(Beginning of RECORDS FOR THIS EXERCISE)

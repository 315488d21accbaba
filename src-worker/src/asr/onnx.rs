//! Parakeet TDT models exported to ONNX, run through `ort`.

use std::collections::VecDeque;
use std::path::PathBuf;
use std::sync::Arc;

use crate::asr::model_store::{self, ModelSpec};
use crate::asr::recognizer::{AsrError, AsrModel, InferenceConfig};
use crate::asr::window::{plan_windows, Window};
use crate::asr::{
    AsrPipeline, LoadProgress, PipelineEvent, PipelineHandle, PipelineLoader, PipelineRun,
    RunOptions, TARGET_SAMPLE_RATE,
};
use crate::streaming::chunks::RawChunk;
use crate::streaming::words::{tokens_to_words, words_to_segments};

/// Frames at the end of a window within which a trailing word counts as cut.
const EDGE_FRAMES: usize = 2;

pub struct OnnxPipeline {
    model: AsrModel,
    config: InferenceConfig,
}

impl OnnxPipeline {
    pub fn new(model: AsrModel, config: InferenceConfig) -> Self {
        Self { model, config }
    }
}

impl AsrPipeline for OnnxPipeline {
    fn run<'a>(
        &'a mut self,
        audio: &'a [f32],
        options: &RunOptions,
    ) -> Result<PipelineRun<'a>, AsrError> {
        if options.do_sample || options.top_k.is_some() {
            log::warn!("Sampling options are ignored; decoding is deterministic");
        }
        let windows = plan_windows(audio.len(), TARGET_SAMPLE_RATE, options)?;
        log::info!(
            "Decoding {} samples in {} window(s)",
            audio.len(),
            windows.len()
        );

        Ok(Box::new(WindowedRun {
            model: &mut self.model,
            config: &self.config,
            audio,
            windows: windows.into(),
            pending: VecDeque::new(),
            failed: false,
        }))
    }
}

/// Decodes one window per pull and hands out its events in order.
struct WindowedRun<'a> {
    model: &'a mut AsrModel,
    config: &'a InferenceConfig,
    audio: &'a [f32],
    windows: VecDeque<Window>,
    pending: VecDeque<PipelineEvent>,
    failed: bool,
}

impl WindowedRun<'_> {
    fn decode_next_window(&mut self, window: Window) -> Result<(), AsrError> {
        let audio = self.audio;
        let samples = &audio[window.range()];
        let pending = &mut self.pending;
        let decoded = self.model.decode_window(samples, self.config, &mut |beams| {
            pending.push_back(PipelineEvent::DecodeStep(beams))
        })?;

        let words = tokens_to_words(decoded.tokens);
        let segments =
            words_to_segments(&words, decoded.total_frames, window.is_last, EDGE_FRAMES);

        self.pending.push_back(PipelineEvent::ChunkBoundary(RawChunk {
            offset: window.offset,
            stride: window.stride,
            is_last: window.is_last,
            segments,
        }));
        Ok(())
    }
}

impl Iterator for WindowedRun<'_> {
    type Item = Result<PipelineEvent, AsrError>;

    fn next(&mut self) -> Option<Self::Item> {
        loop {
            if let Some(event) = self.pending.pop_front() {
                return Some(Ok(event));
            }
            if self.failed {
                return None;
            }
            let window = self.windows.pop_front()?;
            if let Err(err) = self.decode_next_window(window) {
                self.failed = true;
                self.pending.clear();
                return Some(Err(err));
            }
        }
    }
}

/// Resolves model ids against the registry, fetches missing files and builds
/// ONNX pipelines.
pub struct OnnxLoader {
    model_root: Option<PathBuf>,
    config: InferenceConfig,
}

impl OnnxLoader {
    pub fn new(model_root: Option<PathBuf>, config: InferenceConfig) -> Self {
        Self { model_root, config }
    }
}

impl PipelineLoader for OnnxLoader {
    fn load(
        &self,
        model_id: &str,
        on_progress: &mut dyn FnMut(LoadProgress),
    ) -> Result<PipelineHandle, AsrError> {
        let spec: &ModelSpec = model_store::lookup(model_id)
            .ok_or_else(|| AsrError::UnknownModel(model_id.to_string()))?;

        let root = self
            .model_root
            .as_ref()
            .map(|root| root.join(spec.cache_dir_name()))
            .unwrap_or_else(|| model_store::fallback_model_root(spec));

        let model_dir = model_store::resolve_model_dir(spec, &root, &mut |event| {
            on_progress(LoadProgress::Download(event))
        })?;

        on_progress(LoadProgress::Constructing);
        let model = AsrModel::new(&model_dir, true)?;
        let tokenizer = model.vocabulary();

        Ok(PipelineHandle::new(
            model_id,
            spec.config(),
            tokenizer,
            Box::new(OnnxPipeline::new(model, self.config.clone())),
        ))
    }
}

impl Default for OnnxLoader {
    fn default() -> Self {
        Self::new(None, InferenceConfig::from_env())
    }
}

pub fn default_loader(model_root: Option<PathBuf>) -> Box<dyn PipelineLoader> {
    Box::new(OnnxLoader::new(model_root, InferenceConfig::from_env()))
}
use crate::streaming::chunks::RawSegment;

#[derive(Debug, Clone, PartialEq)]
pub struct TokenWithTime {
    pub token_id: i32,
    pub text: String,
    /// Encoder frame the token was emitted on, relative to its window.
    pub frame: usize,
}

#[derive(Debug, Clone, PartialEq)]
pub struct WordWithTime {
    pub text: String,
    pub start_frame: usize,
    pub end_frame: usize,
}

impl WordWithTime {
    /// Segment spanning the word's frames. A word emitted on a single frame
    /// still spans one frame.
    pub fn to_segment(&self) -> RawSegment {
        RawSegment::new(
            self.text.clone(),
            self.start_frame as u32,
            Some(self.end_frame as u32 + 1),
        )
    }
}

/// Groups sub-word tokens into words. A token starting with a space opens a
/// new word.
pub fn tokens_to_words(tokens: Vec<TokenWithTime>) -> Vec<WordWithTime> {
    if tokens.is_empty() {
        return Vec::new();
    }

    let mut words = Vec::new();
    let mut current_word_tokens = Vec::new();

    for token in tokens {
        let starts_word = token.text.starts_with(' ') || current_word_tokens.is_empty();

        if starts_word && !current_word_tokens.is_empty() {
            if let Some(word) = finalize_word(&current_word_tokens) {
                words.push(word);
            }
            current_word_tokens.clear();
        }

        current_word_tokens.push(token);
    }

    if let Some(word) = finalize_word(&current_word_tokens) {
        words.push(word);
    }

    words
}

fn finalize_word(tokens: &[TokenWithTime]) -> Option<WordWithTime> {
    let first = tokens.first()?;
    let last = tokens.last()?;
    let raw_text = tokens.iter().map(|t| t.text.as_str()).collect::<String>();
    let text = raw_text.trim();
    if text.is_empty() {
        return None;
    }

    Some(WordWithTime {
        text: text.to_string(),
        start_frame: first.frame,
        end_frame: last.frame,
    })
}

/// Turns one window's words into raw segments. When the window is followed by
/// another, a final word that runs into the last `edge_frames` frames may be
/// cut mid-word, so its end is left open.
pub fn words_to_segments(
    words: &[WordWithTime],
    total_frames: usize,
    is_last_window: bool,
    edge_frames: usize,
) -> Vec<RawSegment> {
    let mut segments: Vec<RawSegment> = words.iter().map(WordWithTime::to_segment).collect();

    if !is_last_window {
        if let (Some(word), Some(segment)) = (words.last(), segments.last_mut()) {
            if word.end_frame + edge_frames >= total_frames {
                segment.end = None;
            }
        }
    }

    segments
}

#[cfg(test)]
mod tests {
    use super::*;

    fn token(id: i32, text: &str, frame: usize) -> TokenWithTime {
        TokenWithTime {
            token_id: id,
            text: text.to_string(),
            frame,
        }
    }

    #[test]
    fn sub_word_tokens_merge() {
        let words = tokens_to_words(vec![
            token(1, " hel", 2),
            token(2, "lo", 3),
            token(3, " world", 7),
        ]);
        assert_eq!(words.len(), 2);
        assert_eq!(words[0].text, "hello");
        assert_eq!((words[0].start_frame, words[0].end_frame), (2, 3));
        assert_eq!(words[1].text, "world");
    }

    #[test]
    fn whitespace_only_words_are_skipped() {
        let words = tokens_to_words(vec![token(1, " ", 0), token(2, " ok", 1)]);
        assert_eq!(words.len(), 1);
        assert_eq!(words[0].text, "ok");
    }

    #[test]
    fn trailing_word_at_edge_stays_open() {
        let words = tokens_to_words(vec![token(1, " a", 0), token(2, " b", 98)]);
        let open = words_to_segments(&words, 100, false, 2);
        assert_eq!(open[0].end, Some(1));
        assert_eq!(open[1].end, None);

        let closed = words_to_segments(&words, 100, true, 2);
        assert_eq!(closed[1].end, Some(99));
    }
}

(End of RECORDS FOR THIS EXERCISE)

## PROBLEM
In the records above, find every line with the word "AsrError" and copy it.

## SOLUTION TO THIS TASK
use crate::asr::recognizer::{AsrError, AsrModel, InferenceConfig};
    ) -> Result<PipelineRun<'a>, AsrError> {
    fn decode_next_window(&mut self, window: Window) -> Result<(), AsrError> {
    type Item = Result<PipelineEvent, AsrError>;
    ) -> Result<PipelineHandle, AsrError> {
            .ok_or_else(|| AsrError::UnknownModel(model_id.to_string()))?;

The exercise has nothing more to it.